Após leitura de seu relatório em julgamento no Cade nesta quarta-feira, Ragazzo pediu que o negócio seja desfeito, alegando que traria grandes prejuízos para o mercado e para os consumidores no Brasil.
"Raramente se vê nas análises antitruste uma operação em que a probabilidade de danos ao mercado e ao consumidor se mostre de maneira tão evidente", afirmou Ragazzo.
"A aprovação desse ato tem o condão (potencial) de causar o aumento de preços e danos extremos aos consumidores", acrescentou ele durante a sessão de julgamento do processo.
Segundo o relator, a BRF tem participação de mercado no Brasil superior a 50 por cento em todos os segmentos em que atua, com market share acima de 90 por cento em alguns deles.

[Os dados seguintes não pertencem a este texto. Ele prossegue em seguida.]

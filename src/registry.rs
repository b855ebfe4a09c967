//! Connection registry
//!
//! Tracks live connections and keeps each connection's joined-room set
//! consistent with the [`RoomDirectory`]. Both sides are always updated
//! together: a connection is in a room's subscriber set iff the room is in
//! the connection's joined set.

use std::collections::{HashMap, HashSet};

use tokio::sync::mpsc;
use tracing::debug;

use crate::connection::Connection;
use crate::directory::{JoinOutcome, RoomDirectory};
use crate::error::AppError;
use crate::message::ServerMessage;
use crate::types::{ConnectionId, RoomId, UserIdentity};

#[derive(Debug, Default)]
pub struct ConnectionRegistry {
    connections: HashMap<ConnectionId, Connection>,
}

impl ConnectionRegistry {
    pub fn new() -> Self {
        Self::default()
    }

    /// Register a new connection and issue its id
    pub fn register(
        &mut self,
        user: Option<UserIdentity>,
        sender: mpsc::Sender<ServerMessage>,
    ) -> ConnectionId {
        let id = ConnectionId::new();
        let connection = Connection::new(id, user, sender);
        debug!("Connection {} registered as {}", id, connection.display_name());
        self.connections.insert(id, connection);
        id
    }

    /// Leave every joined room, then drop the connection
    ///
    /// Unknown ids are ignored so that racing disconnects stay harmless.
    pub fn unregister(
        &mut self,
        connection_id: ConnectionId,
        directory: &mut RoomDirectory,
    ) -> Option<Connection> {
        let mut connection = self.connections.remove(&connection_id)?;

        for room_id in connection.rooms.drain() {
            directory.leave(&room_id, connection_id);
            debug!("Connection {} left room {} on unregister", connection_id, room_id);
        }

        debug!("Connection {} unregistered", connection_id);
        Some(connection)
    }

    /// Subscribe a registered connection to a room
    pub fn join(
        &mut self,
        connection_id: ConnectionId,
        room_id: &RoomId,
        directory: &mut RoomDirectory,
    ) -> Result<JoinOutcome, AppError> {
        let connection = self
            .connections
            .get_mut(&connection_id)
            .ok_or(AppError::UnknownConnection)?;

        connection.rooms.insert(room_id.clone());
        Ok(directory.join(room_id, connection_id))
    }

    /// Unsubscribe a connection from a room
    ///
    /// Returns false when it was not subscribed (including unknown ids).
    pub fn leave(
        &mut self,
        connection_id: ConnectionId,
        room_id: &RoomId,
        directory: &mut RoomDirectory,
    ) -> bool {
        let Some(connection) = self.connections.get_mut(&connection_id) else {
            return false;
        };

        if !connection.rooms.remove(room_id) {
            return false;
        }
        directory.leave(room_id, connection_id).removed
    }

    /// Rooms a connection has joined (empty for an unknown id)
    pub fn joined_rooms(&self, connection_id: ConnectionId) -> HashSet<RoomId> {
        self.connections
            .get(&connection_id)
            .map(|c| c.rooms.clone())
            .unwrap_or_default()
    }

    pub fn get(&self, connection_id: ConnectionId) -> Option<&Connection> {
        self.connections.get(&connection_id)
    }

    pub fn len(&self) -> usize {
        self.connections.len()
    }

    pub fn is_empty(&self) -> bool {
        self.connections.is_empty()
    }
}

#[cfg(test)]
mod tests {
    use super::*;

    fn room(name: &str) -> RoomId {
        RoomId::parse(name, RoomId::DEFAULT_MAX_LEN).unwrap()
    }

    fn register(registry: &mut ConnectionRegistry) -> ConnectionId {
        let (tx, _rx) = mpsc::channel(8);
        registry.register(None, tx)
    }

    #[test]
    fn test_register_issues_unique_ids() {
        let mut registry = ConnectionRegistry::new();
        let a = register(&mut registry);
        let b = register(&mut registry);

        assert_ne!(a, b);
        assert_eq!(registry.len(), 2);
        assert!(registry.joined_rooms(a).is_empty());
    }

    #[test]
    fn test_join_updates_both_sides() {
        let mut registry = ConnectionRegistry::new();
        let mut dir = RoomDirectory::new();
        let a = register(&mut registry);
        let lobby = room("lobby");

        registry.join(a, &lobby, &mut dir).unwrap();

        assert!(registry.joined_rooms(a).contains(&lobby));
        assert!(dir.contains(&lobby, a));
    }

    #[test]
    fn test_join_unknown_connection_fails() {
        let mut registry = ConnectionRegistry::new();
        let mut dir = RoomDirectory::new();

        let result = registry.join(ConnectionId::new(), &room("lobby"), &mut dir);
        assert!(matches!(result, Err(AppError::UnknownConnection)));
        assert!(dir.is_empty());
    }

    #[test]
    fn test_leave_not_joined_is_noop() {
        let mut registry = ConnectionRegistry::new();
        let mut dir = RoomDirectory::new();
        let a = register(&mut registry);

        assert!(!registry.leave(a, &room("lobby"), &mut dir));
        assert!(!registry.leave(ConnectionId::new(), &room("lobby"), &mut dir));
    }

    #[test]
    fn test_unregister_leaves_all_rooms() {
        let mut registry = ConnectionRegistry::new();
        let mut dir = RoomDirectory::new();
        let a = register(&mut registry);
        let b = register(&mut registry);
        let lobby = room("lobby");
        let other = room("other");

        registry.join(a, &lobby, &mut dir).unwrap();
        registry.join(a, &other, &mut dir).unwrap();
        registry.join(b, &lobby, &mut dir).unwrap();

        let removed = registry.unregister(a, &mut dir).unwrap();
        assert_eq!(removed.id, a);

        assert!(!dir.contains(&lobby, a));
        assert!(dir.contains(&lobby, b));
        // `other` only had `a`
        assert_eq!(dir.len(), 1);
        assert!(registry.get(a).is_none());
    }

    #[test]
    fn test_unregister_unknown_is_noop() {
        let mut registry = ConnectionRegistry::new();
        let mut dir = RoomDirectory::new();
        let a = register(&mut registry);

        assert!(registry.unregister(ConnectionId::new(), &mut dir).is_none());
        assert!(registry.unregister(a, &mut dir).is_some());
        assert!(registry.unregister(a, &mut dir).is_none());
    }
}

Os comentários do relator durante a tarde fizeram as ações da BRF na Bovespa despencarem, com o mercado antecipando o voto contrário, que se confirmou quando o mercado já havia fechado.
O papel da empresa fechou o pregão regular desta quarta com queda de 6,27 por cento, enquanto o índice Bovespa perdeu 0,29 por cento. No after-market, a ação da BRF ampliou a queda para o limite, com desvalorização adicional de 2 por cento.
Após o voto do relator, o conselheiro Ricardo Ruiz pediu vista do processo. Com isso, a votação foi suspensa e deverá ser retomada na próxima quarta-feira, 15 de junho.